> PROBLEM: Match on the string "filename" in the entries below and return every matching line.

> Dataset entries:

########################################

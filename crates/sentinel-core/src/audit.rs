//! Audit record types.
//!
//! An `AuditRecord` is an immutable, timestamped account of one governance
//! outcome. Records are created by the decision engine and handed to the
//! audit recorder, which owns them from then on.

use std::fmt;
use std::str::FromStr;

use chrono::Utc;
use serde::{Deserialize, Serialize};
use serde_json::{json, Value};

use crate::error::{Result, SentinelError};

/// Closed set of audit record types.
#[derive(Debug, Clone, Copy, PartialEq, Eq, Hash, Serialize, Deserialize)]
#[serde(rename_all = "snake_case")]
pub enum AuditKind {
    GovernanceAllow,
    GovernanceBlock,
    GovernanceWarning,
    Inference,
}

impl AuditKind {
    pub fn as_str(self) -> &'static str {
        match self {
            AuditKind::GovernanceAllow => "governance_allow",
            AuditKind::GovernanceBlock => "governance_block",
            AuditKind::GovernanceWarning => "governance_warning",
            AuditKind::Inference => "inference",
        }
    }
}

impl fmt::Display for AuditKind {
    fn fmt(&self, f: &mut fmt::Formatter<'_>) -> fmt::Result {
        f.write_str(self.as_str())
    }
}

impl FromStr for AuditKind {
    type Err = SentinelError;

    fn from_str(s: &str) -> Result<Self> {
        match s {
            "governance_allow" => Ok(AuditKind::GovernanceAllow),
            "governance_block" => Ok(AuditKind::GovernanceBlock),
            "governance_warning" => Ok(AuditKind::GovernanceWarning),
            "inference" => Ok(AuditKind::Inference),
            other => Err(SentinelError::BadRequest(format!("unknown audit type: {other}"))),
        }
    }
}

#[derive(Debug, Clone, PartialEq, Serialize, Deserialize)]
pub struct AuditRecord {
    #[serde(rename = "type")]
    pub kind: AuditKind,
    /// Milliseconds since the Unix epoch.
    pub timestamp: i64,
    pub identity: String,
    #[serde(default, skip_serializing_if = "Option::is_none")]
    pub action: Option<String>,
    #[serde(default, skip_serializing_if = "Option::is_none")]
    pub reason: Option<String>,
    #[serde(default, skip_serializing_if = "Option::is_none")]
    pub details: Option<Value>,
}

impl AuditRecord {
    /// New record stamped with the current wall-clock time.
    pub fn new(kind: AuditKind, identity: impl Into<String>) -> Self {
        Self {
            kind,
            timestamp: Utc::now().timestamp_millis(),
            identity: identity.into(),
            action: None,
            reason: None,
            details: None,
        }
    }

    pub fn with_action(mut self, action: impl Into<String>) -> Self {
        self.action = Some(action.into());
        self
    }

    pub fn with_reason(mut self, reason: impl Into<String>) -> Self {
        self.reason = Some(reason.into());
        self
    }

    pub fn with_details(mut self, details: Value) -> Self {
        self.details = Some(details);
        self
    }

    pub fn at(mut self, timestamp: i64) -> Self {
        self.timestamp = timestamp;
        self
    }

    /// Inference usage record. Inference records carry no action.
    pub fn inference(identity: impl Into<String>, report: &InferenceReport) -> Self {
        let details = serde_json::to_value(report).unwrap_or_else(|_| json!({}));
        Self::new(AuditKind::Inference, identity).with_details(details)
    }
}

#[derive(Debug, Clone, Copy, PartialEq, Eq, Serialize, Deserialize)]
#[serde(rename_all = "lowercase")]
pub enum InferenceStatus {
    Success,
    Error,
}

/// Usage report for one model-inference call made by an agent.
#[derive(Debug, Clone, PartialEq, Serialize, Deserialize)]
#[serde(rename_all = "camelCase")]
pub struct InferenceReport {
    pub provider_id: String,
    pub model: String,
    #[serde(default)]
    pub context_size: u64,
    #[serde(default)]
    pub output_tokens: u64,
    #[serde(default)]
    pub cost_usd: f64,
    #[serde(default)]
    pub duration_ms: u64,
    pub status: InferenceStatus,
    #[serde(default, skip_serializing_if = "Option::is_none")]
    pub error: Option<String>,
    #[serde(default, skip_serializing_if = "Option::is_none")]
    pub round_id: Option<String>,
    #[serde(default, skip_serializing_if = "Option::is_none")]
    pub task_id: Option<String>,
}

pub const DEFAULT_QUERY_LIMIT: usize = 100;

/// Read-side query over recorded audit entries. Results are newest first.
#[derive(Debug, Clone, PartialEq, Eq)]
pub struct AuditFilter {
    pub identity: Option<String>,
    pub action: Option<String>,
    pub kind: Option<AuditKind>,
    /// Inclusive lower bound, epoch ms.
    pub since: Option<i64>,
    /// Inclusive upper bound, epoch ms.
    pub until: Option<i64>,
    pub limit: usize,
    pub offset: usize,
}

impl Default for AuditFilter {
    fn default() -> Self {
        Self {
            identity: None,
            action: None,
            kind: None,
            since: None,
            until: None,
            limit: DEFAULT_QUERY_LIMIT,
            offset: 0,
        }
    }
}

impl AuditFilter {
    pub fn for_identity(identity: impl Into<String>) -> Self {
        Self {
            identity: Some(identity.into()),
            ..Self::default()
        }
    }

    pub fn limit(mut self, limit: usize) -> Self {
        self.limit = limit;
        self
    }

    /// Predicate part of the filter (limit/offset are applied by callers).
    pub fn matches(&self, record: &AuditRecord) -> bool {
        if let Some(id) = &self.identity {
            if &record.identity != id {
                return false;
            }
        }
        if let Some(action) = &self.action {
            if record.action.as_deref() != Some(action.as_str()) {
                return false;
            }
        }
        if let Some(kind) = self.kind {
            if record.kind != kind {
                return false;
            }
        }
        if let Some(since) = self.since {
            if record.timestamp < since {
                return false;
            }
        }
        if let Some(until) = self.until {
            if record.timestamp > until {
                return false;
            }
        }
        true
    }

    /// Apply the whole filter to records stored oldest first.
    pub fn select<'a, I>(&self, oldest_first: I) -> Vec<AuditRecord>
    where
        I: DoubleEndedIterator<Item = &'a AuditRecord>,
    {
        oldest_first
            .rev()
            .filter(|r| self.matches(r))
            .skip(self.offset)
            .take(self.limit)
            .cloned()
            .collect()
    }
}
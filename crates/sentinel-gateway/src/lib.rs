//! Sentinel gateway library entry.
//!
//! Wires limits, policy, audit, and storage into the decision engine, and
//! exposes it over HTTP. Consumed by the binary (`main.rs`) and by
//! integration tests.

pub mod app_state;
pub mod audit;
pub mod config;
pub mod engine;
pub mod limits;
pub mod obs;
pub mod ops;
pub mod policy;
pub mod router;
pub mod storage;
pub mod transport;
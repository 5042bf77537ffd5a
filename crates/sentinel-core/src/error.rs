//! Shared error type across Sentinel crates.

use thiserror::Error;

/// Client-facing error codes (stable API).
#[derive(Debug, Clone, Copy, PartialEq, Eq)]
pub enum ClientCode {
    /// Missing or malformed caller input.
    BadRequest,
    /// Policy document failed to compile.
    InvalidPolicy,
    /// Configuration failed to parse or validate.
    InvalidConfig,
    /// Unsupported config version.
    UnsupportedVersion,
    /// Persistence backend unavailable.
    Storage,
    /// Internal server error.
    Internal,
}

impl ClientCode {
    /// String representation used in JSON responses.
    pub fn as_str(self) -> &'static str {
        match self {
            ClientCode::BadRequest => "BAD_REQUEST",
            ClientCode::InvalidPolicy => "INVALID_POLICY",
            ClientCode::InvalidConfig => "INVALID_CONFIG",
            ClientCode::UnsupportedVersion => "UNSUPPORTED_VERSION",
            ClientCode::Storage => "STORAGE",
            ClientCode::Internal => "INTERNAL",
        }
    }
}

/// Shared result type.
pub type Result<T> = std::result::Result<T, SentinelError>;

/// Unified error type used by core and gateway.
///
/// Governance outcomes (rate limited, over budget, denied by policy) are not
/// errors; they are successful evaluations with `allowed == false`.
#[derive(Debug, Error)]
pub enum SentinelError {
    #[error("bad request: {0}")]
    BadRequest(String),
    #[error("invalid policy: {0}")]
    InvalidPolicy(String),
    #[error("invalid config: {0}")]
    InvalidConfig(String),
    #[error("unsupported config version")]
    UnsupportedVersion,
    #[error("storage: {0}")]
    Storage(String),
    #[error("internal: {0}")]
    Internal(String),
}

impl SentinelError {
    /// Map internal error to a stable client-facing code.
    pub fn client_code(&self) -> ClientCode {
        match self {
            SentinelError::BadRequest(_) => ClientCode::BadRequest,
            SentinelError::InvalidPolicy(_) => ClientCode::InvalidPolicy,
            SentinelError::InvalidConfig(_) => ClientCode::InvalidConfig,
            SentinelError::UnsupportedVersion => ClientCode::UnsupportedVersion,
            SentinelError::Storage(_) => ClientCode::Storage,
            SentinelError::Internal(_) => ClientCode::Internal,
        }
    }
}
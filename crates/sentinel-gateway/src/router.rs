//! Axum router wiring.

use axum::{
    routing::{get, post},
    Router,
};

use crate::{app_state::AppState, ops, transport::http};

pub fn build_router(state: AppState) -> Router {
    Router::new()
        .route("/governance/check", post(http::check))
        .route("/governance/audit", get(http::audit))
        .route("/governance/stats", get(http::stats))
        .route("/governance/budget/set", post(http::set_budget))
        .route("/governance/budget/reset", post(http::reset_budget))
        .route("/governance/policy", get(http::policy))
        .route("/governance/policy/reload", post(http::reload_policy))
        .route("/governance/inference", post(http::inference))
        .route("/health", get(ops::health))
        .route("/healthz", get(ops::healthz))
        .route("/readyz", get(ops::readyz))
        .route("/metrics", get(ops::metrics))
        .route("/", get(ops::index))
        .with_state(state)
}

########################################

> EXERCISE RESPONSE:
filename crates/sentinel-core/src/audit.rs
filename crates/sentinel-gateway/src/lib.rs
filename crates/sentinel-core/src/error.rs
filename crates/sentinel-gateway/src/router.rs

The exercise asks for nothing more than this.